Data provided >>
****************************************

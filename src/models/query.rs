//! Query intent, entity, and response shapes (spec §4.6, §6).

use chrono::{DateTime, Utc};
use serde::{Deserialize, Serialize};
use serde_json::Value;
use utoipa::ToSchema;

/// Closed set of query intents (spec §4.6).
#[derive(Debug, Clone, Copy, PartialEq, Eq, Hash, Serialize, Deserialize, ToSchema)]
#[serde(rename_all = "snake_case")]
pub enum Intent {
    Informational,
    FloatLookup,
    Spatial,
    Temporal,
    ParameterProfile,
    Semantic,
    Hybrid,
}

impl Intent {
    pub fn as_str(&self) -> &'static str {
        match self {
            Intent::Informational => "informational",
            Intent::FloatLookup => "float_lookup",
            Intent::Spatial => "spatial",
            Intent::Temporal => "temporal",
            Intent::ParameterProfile => "parameter_profile",
            Intent::Semantic => "semantic",
            Intent::Hybrid => "hybrid",
        }
    }

    /// Whether this intent should produce a GROUP-BY-depth-band aggregation
    /// rather than raw rows (spec §4.7).
    pub fn is_analytical(&self, entities: &EntityBag) -> bool {
        matches!(self, Intent::Spatial | Intent::Temporal | Intent::ParameterProfile)
            && !entities.parameters.is_empty()
    }

    pub fn is_sql_only(&self) -> bool {
        matches!(
            self,
            Intent::FloatLookup | Intent::Spatial | Intent::Temporal | Intent::ParameterProfile
        )
    }
}

#[derive(Debug, Clone, Copy, PartialEq, Eq, Hash, Serialize, Deserialize, ToSchema)]
#[serde(rename_all = "snake_case")]
pub enum Parameter {
    Temperature,
    Salinity,
    Pressure,
}

impl Parameter {
    pub fn column(&self) -> &'static str {
        match self {
            Parameter::Temperature => "temperature",
            Parameter::Salinity => "salinity",
            Parameter::Pressure => "pressure",
        }
    }
}

/// Half-open UTC time window `[start, end)` (spec §4.7).
#[derive(Debug, Clone, Copy, Serialize, Deserialize, ToSchema)]
pub struct TimeRange {
    pub start: DateTime<Utc>,
    pub end: DateTime<Utc>,
}

/// Entities extracted from a natural-language query (spec §4.6).
#[derive(Debug, Clone, Default, Serialize, Deserialize, ToSchema)]
pub struct EntityBag {
    pub float_ids: Vec<String>,
    pub regions: Vec<String>,
    pub parameters: Vec<Parameter>,
    pub depth_bounds: Option<(f64, f64)>,
    pub time_range: Option<TimeRange>,
    pub institution: Option<String>,
    pub raw_query: String,
}

/// Which relational store a query should execute against (Open Question 1:
/// dev/live are never reconciled, a query always targets exactly one).
#[derive(Debug, Clone, Copy, PartialEq, Eq, Serialize, Deserialize, ToSchema)]
#[serde(rename_all = "lowercase")]
pub enum StoreSelection {
    Dev,
    Live,
}

/// Incoming `POST /` body (spec §6).
#[derive(Debug, Clone, Deserialize, ToSchema)]
pub struct QueryRequest {
    pub query: String,
}

#[derive(Debug, Clone, Serialize, ToSchema)]
pub struct TableData {
    pub columns: Vec<String>,
    pub rows: Vec<Value>,
    pub total_rows: i64,
}

#[derive(Debug, Clone, Serialize, ToSchema)]
pub struct MapPoint {
    pub lat: f64,
    pub lng: f64,
    #[serde(flatten)]
    pub extra: serde_json::Map<String, Value>,
}

#[derive(Debug, Clone, Serialize, ToSchema)]
pub struct MapData {
    pub points: Vec<MapPoint>,
    pub parameter: Option<String>,
    pub region: Option<String>,
}

/// `POST /` response (spec §6).
#[derive(Debug, Clone, Serialize, ToSchema)]
pub struct QueryResponse {
    pub status: String,
    pub message: String,
    pub query_type: String,
    pub has_data: bool,
    pub show_map: bool,
    #[serde(skip_serializing_if = "Option::is_none")]
    pub table_data: Option<TableData>,
    #[serde(skip_serializing_if = "Option::is_none")]
    pub map_data: Option<MapData>,
}

#[derive(Debug, Clone, Serialize, ToSchema)]
pub struct ErrorResponse {
    pub status: String,
    pub error: String,
}

/// Cache entry keyed by a fingerprint over (normalized query, intent,
/// entities, store) (spec §3, §4.8).
#[derive(Debug, Clone)]
pub struct QueryCacheEntry {
    pub sql_text: Option<String>,
    pub table_data: TableData,
    pub map_data: Option<MapData>,
    pub created_at: DateTime<Utc>,
    pub ttl_seconds: i64,
}

impl QueryCacheEntry {
    pub fn is_expired(&self, now: DateTime<Utc>) -> bool {
        (now - self.created_at).num_seconds() >= self.ttl_seconds
    }
}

****************************************

Problem requirements >> Only the lines from the one with "pub struct ErrorResponse" through the final line above belong in the answer, each retyped exactly.

Solution >>
pub struct ErrorResponse {
    pub status: String,
    pub error: String,
}

/// Cache entry keyed by a fingerprint over (normalized query, intent,
/// entities, store) (spec §3, §4.8).
#[derive(Debug, Clone)]
pub struct QueryCacheEntry {
    pub sql_text: Option<String>,
    pub table_data: TableData,
    pub map_data: Option<MapData>,
    pub created_at: DateTime<Utc>,
    pub ttl_seconds: i64,
}

impl QueryCacheEntry {
    pub fn is_expired(&self, now: DateTime<Utc>) -> bool {
        (now - self.created_at).num_seconds() >= self.ttl_seconds
    }
}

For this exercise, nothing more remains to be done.